# rules for learning languages...



## LeStew (Feb 2, 2012)

Hi all~

I am playing a dragonborn.  And Tharin'Di is very interested in other cultures and races.  He picked up an Elven basic language primer (think "My first ABCs!") and will be looking at it as the party rests or sits around the camp fire or whatever.  My question is, Is there a rule for how long this might last until Tharin'Di the Dragonborn Monk begins to understand the elven being spoken around him.  

To be clear, our group aren't such rules lawyers that Tharin'Di doesn't know what is going on around him.  I just would like to have a gauge.  

An initial search through the Rules Compendium didn't turn anything up.  Am I missing something in some hidden book at the bottom of my bookshelf?

Thanks all!  can't wait to hear what you guys come up with!


----------



## Unwise (Feb 2, 2012)

As far as I know you can only learn languages by spending a feat. Linguist gives you three languages of your choice. I am not aware of any way of getting languages for free or through RPing.


----------



## SensoryThought (Feb 2, 2012)

As someone who uses the character builder, the incapacity to add new languages is frustrating as is the lack of rules on how you do this. 

As previously mentioned, The linguist feat gives you 3 extra languages. Note also that the scholar theme gives you extra languages as you level up. If you are in Eberron you can take the mark of Sivis feat too for extra languages. 

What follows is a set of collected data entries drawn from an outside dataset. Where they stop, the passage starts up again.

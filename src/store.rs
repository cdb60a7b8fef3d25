//! Credits ledger backed by SQLite.
//!
//! The decrement is a single atomic conditional update so concurrent
//! requests for the same user cannot race past the balance check.

use serde::{Deserialize, Serialize};
use sqlx::sqlite::SqlitePoolOptions;
use sqlx::{Row, SqlitePool};
use uuid::Uuid;

use crate::error::{IdealensError, Result};

#[derive(Debug, Clone, Serialize, Deserialize)]
#[serde(rename_all = "camelCase")]
pub struct UserAccount {
    pub id: String,
    pub email: String,
    pub plan_id: String,
    pub credits: i64,
    pub active: bool,
    pub last_renewed: i64, // unix seconds
}

#[derive(Clone)]
pub struct CreditStore {
    pool: SqlitePool,
}

impl CreditStore {
    pub async fn connect(database_url: &str) -> Result<Self> {
        let pool = SqlitePoolOptions::new()
            .max_connections(5)
            .connect(database_url)
            .await?;
        let store = Self { pool };
        store.migrate().await?;
        Ok(store)
    }

    pub fn new(pool: SqlitePool) -> Self {
        Self { pool }
    }

    /// Create tables if missing (idempotent).
    pub async fn migrate(&self) -> Result<()> {
        sqlx::query(
            r#"
            CREATE TABLE IF NOT EXISTS users (
                id           TEXT PRIMARY KEY,
                email        TEXT NOT NULL UNIQUE,
                plan_id      TEXT NOT NULL DEFAULT 'free',
                credits      INTEGER NOT NULL DEFAULT 0,
                active       INTEGER NOT NULL DEFAULT 1,
                last_renewed INTEGER NOT NULL
            );
            CREATE TABLE IF NOT EXISTS usage_logs (
                id                TEXT PRIMARY KEY,
                user_id           TEXT NOT NULL,
                used_at           INTEGER NOT NULL,
                tokens_used       INTEGER NOT NULL DEFAULT 0,
                credits_remaining INTEGER NOT NULL
            );
            CREATE INDEX IF NOT EXISTS idx_usage_user ON usage_logs(user_id);
            "#,
        )
        .execute(&self.pool)
        .await?;
        Ok(())
    }

    pub async fn get_or_create_user(&self, email: &str) -> Result<UserAccount> {
        if let Some(user) = self.find_by_email(email).await? {
            return Ok(user);
        }
        let user = UserAccount {
            id: Uuid::new_v4().to_string(),
            email: email.to_string(),
            plan_id: "free".to_string(),
            credits: 0,
            active: true,
            last_renewed: chrono::Utc::now().timestamp(),
        };
        sqlx::query(
            "INSERT INTO users (id, email, plan_id, credits, active, last_renewed) \
             VALUES (?, ?, ?, ?, ?, ?)",
        )
        .bind(&user.id)
        .bind(&user.email)
        .bind(&user.plan_id)
        .bind(user.credits)
        .bind(user.active)
        .bind(user.last_renewed)
        .execute(&self.pool)
        .await?;
        Ok(user)
    }

    pub async fn find_by_email(&self, email: &str) -> Result<Option<UserAccount>> {
        let row = sqlx::query(
            "SELECT id, email, plan_id, credits, active, last_renewed FROM users WHERE email = ?",
        )
        .bind(email)
        .fetch_optional(&self.pool)
        .await?;
        Ok(row.map(|r| UserAccount {
            id: r.get("id"),
            email: r.get("email"),
            plan_id: r.get("plan_id"),
            credits: r.get("credits"),
            active: r.get::<i64, _>("active") != 0,
            last_renewed: r.get("last_renewed"),
        }))
    }

    pub async fn balance(&self, user_id: &str) -> Result<i64> {
        let row = sqlx::query("SELECT credits FROM users WHERE id = ?")
            .bind(user_id)
            .fetch_optional(&self.pool)
            .await?;
        match row {
            Some(r) => Ok(r.get("credits")),
            None => Err(IdealensError::Validation {
                message: format!("unknown user '{}'", user_id),
            }),
        }
    }

    /// Consume one credit. The conditional update is the concurrency guard:
    /// zero rows affected means the balance was already below one.
    pub async fn consume_credit(&self, user_id: &str, tokens_used: i64) -> Result<i64> {
        let result =
            sqlx::query("UPDATE users SET credits = credits - 1 WHERE id = ? AND credits >= 1")
                .bind(user_id)
                .execute(&self.pool)
                .await?;

        if result.rows_affected() == 0 {
            return Err(IdealensError::InsufficientCredits {
                user_id: user_id.to_string(),
            });
        }

        let remaining = self.balance(user_id).await?;
        sqlx::query(
            "INSERT INTO usage_logs (id, user_id, used_at, tokens_used, credits_remaining) \
             VALUES (?, ?, ?, ?, ?)",
        )
        .bind(Uuid::new_v4().to_string())
        .bind(user_id)
        .bind(chrono::Utc::now().timestamp())
        .bind(tokens_used)
        .bind(remaining)
        .execute(&self.pool)
        .await?;

        Ok(remaining)
    }

    /// Credit a user after a verified payment. Creates the account if the
    /// checkout email has never been seen.
    pub async fn grant_credits(&self, email: &str, plan_id: &str, credits: i64) -> Result<i64> {
        let user = self.get_or_create_user(email).await?;
        sqlx::query(
            "UPDATE users SET credits = credits + ?, plan_id = ?, active = 1, last_renewed = ? \
             WHERE id = ?",
        )
        .bind(credits)
        .bind(plan_id)
        .bind(chrono::Utc::now().timestamp())
        .bind(&user.id)
        .execute(&self.pool)
        .await?;
        self.balance(&user.id).await
    }
}

#[cfg(test)]
mod tests {
    use super::*;

    async fn memory_store() -> CreditStore {
        let pool = SqlitePoolOptions::new()
            .max_connections(1)
            .connect("sqlite::memory:")
            .await
            .unwrap();
        let store = CreditStore::new(pool);
        store.migrate().await.unwrap();
        store
    }

    #[tokio::test]
    async fn consume_decrements_and_logs() {
        let store = memory_store().await;
        let balance = store.grant_credits("a@example.com", "starter", 2).await.unwrap();
        assert_eq!(balance, 2);

        let user = store.find_by_email("a@example.com").await.unwrap().unwrap();
        assert_eq!(store.consume_credit(&user.id, 1200).await.unwrap(), 1);
        assert_eq!(store.consume_credit(&user.id, 900).await.unwrap(), 0);
    }

    #[tokio::test]
    async fn consume_at_zero_is_insufficient_credits() {
        let store = memory_store().await;
        let user = store.get_or_create_user("b@example.com").await.unwrap();
        let err = store.consume_credit(&user.id, 0).await.unwrap_err();
        assert!(matches!(err, IdealensError::InsufficientCredits { .. }));
        // Balance untouched by the failed decrement.
        assert_eq!(store.balance(&user.id).await.unwrap(), 0);
    }

    #[tokio::test]
    async fn grant_upgrades_plan() {
        let store = memory_store().await;
        store.grant_credits("c@example.com", "pro", 50).await.unwrap();
        let user = store.find_by_email("c@example.com").await.unwrap().unwrap();
        assert_eq!(user.plan_id, "pro");
        assert_eq!(user.credits, 50);
    }
}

Personally, I'd let him write it on his character sheet if he wants to learn it and had someone to teach him.


----------



## Magus of the Lotus (Feb 4, 2012)

I had a similar situation in my party, our Rogue learned Goblin from the Goblin in the group. I felt it was kind of ridiculous to not have rules for learning languages, so I just made it a simple skill check for the two: The Goblin rolled INT vs. the Rogue's Will, to represent him teaching, and the Rogue rolled against a Moderate DC using intelligence to see if the lesson stuck. I figured it doesn't make sense for a person to learn a language in one night so I had them do it once whenever they took an extended rest. I don't exactly remember, but I think I made it so that after the first five lessons the Rogue could speak Goblin but not read it, and then after five more she could read, write and speak Goblin. This was roughly two weeks in-game time.

Also, on a side note, first post!


----------